One of England’s most revered poets, John Milton (1608-1674), was a man of letters, competent in eight languages and one of Europe’s most prominent Latin scholars. His mastery of Latin allowed him to serve as the Secretary of Foreign Tongues for 10 years under Oliver Cromwell.
The prolific writer and thinker would have earned greater prestige and broader readership if he had written in Latin, the lingua franca of the European continent in his time. Yet he chose his mother tongue to write his magnum opus “Paradise Lost.” Even a great thinker like Milton could not have imagined English would, centuries later, gain global status.
The elite of a society can identify themselves either as members of a national community with a future or as refugees without ties to the society.
A refugee doesn’t have any commitment to the dwelling he considers as mere shelter. He will pack and leave at the first chance of a better life. To live comfortably in his lifetime is all he cares about. He does not hold any devotion, commitment or long-term vision for the community. He may be presentable on the surface, but is, in fact, shallow and carefree in his life.
A citizen and refugee would regard their mother tongue differently. The exemplary approach can be found in 19th century Japanese society.
Elite Japanese who had traveled and studied Western civilization set up a translation bureau within the government during the start of the Meiji Restoration to translate all significant foreign works to make them accessible to common Japanese people.
Toshihide Maskawa, professor emeritus of Kyoto University, joked that he studied physics because he was poor at English. His professor had to waive him from a foreign language test during his post-grad years, and he didn’t even own a passport because he never had the chance to go abroad.
Yet he was awarded the Nobel Prize in Physics in 2008 thanks to the translation legacy in Japan that provided him the world’s knowledge. Poet Kim Soo-young said Koreans born after 1930 were ignorant of world culture because they didn’t read Japanese.

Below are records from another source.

use dioxus::prelude::*;
use shared_ui::{
    Badge, Button, ButtonVariant, PageActions, PageHeader, PageTitle, Skeleton, Spinner,
};

use crate::format_helpers::format_date_human;
use crate::routes::Route;
use crate::routes::tickets::detail::status_variant;

/// All of the current user's tickets, newest first.
#[component]
pub fn TicketListPage() -> Element {
    let tickets = use_resource(move || async move { server::api::list_tickets().await });

    rsx! {
        PageHeader {
            PageTitle { "Tickets" }
            PageActions {
                Link { to: Route::TicketNewPage {},
                    Button { "New Ticket" }
                }
            }
        }

        match &*tickets.read() {
            None => rsx! {
                Spinner {}
                div { class: "ticket-list-loading",
                    Skeleton { class: "ticket-row-skeleton" }
                    Skeleton { class: "ticket-row-skeleton" }
                    Skeleton { class: "ticket-row-skeleton" }
                }
            },
            Some(Err(_)) => rsx! {
                div { class: "empty-state",
                    h2 { "Something Went Wrong" }
                    p { "Your tickets could not be loaded. Please try again." }
                }
            },
            Some(Ok(tickets)) if tickets.is_empty() => rsx! {
                div { class: "empty-state",
                    h2 { "No tickets yet" }
                    p { "When you open a support ticket it will show up here." }
                    Link { to: Route::TicketNewPage {},
                        Button { "Create New Ticket" }
                    }
                }
            },
            Some(Ok(tickets)) => rsx! {
                div { class: "ticket-table",
                    div { class: "ticket-table-header",
                        span { "Date" }
                        span { "Product" }
                        span { "Status" }
                        span {}
                    }
                    for ticket in tickets.iter() {
                        div { key: "{ticket.id}", class: "ticket-row",
                            span { "{format_date_human(&ticket.created_at)}" }
                            span { "{ticket.product}" }
                            span {
                                Badge { variant: status_variant(ticket.status), "{ticket.status}" }
                            }
                            span {
                                Link { to: Route::TicketDetailPage { id: ticket.id.clone() },
                                    Button { variant: ButtonVariant::Outline, "View" }
                                }
                            }
                        }
                    }
                }
            },
        }
    }
}
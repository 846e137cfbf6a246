// Standalone components (no external primitives)
pub mod badge;
pub mod button;
pub mod card;
pub mod form_select;
pub mod input;
pub mod page_header;
pub mod skeleton;
pub mod spinner;
pub mod textarea;

// Overlay components
pub mod alert_dialog;
pub mod dialog;
pub mod toast;

// Re-exports for convenience
pub use alert_dialog::*;
pub use badge::*;
pub use button::*;
pub use card::*;
pub use dialog::*;
pub use form_select::*;
pub use input::*;
pub use page_header::*;
pub use skeleton::*;
pub use spinner::*;
pub use textarea::*;
pub use toast::*;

Our language would have been different if we had devotees to our native culture and heritage like Mulcaster, Milton and the sponsors of translation in Japan. It is time we establish a long-term vision for our mother tongue. Setting up a translation administration would be a start.
We should ditch the rhetoric about the greatness of our language and instead embark on real moves to create an intellectual infrastructure in Hangul so that anyone can access valuable information and wisdom written in foreign languages - just by knowing Korean, as all of us do. This is a practical approach, and never has it been easier to accomplish and disseminate than in the age of the Internet.
Depending on our efforts, we, too, may see Nobel Prize laureates who know no other languages than Korean by the end of this century. You never know: centuries later, our descendents could be speaking a language with as formidable a status as English.
Only a state with ambition and vision can walk toward that goal.
*The writer is a professor of history education at Woosuk University.
Translation by the JoongAng Daily staff.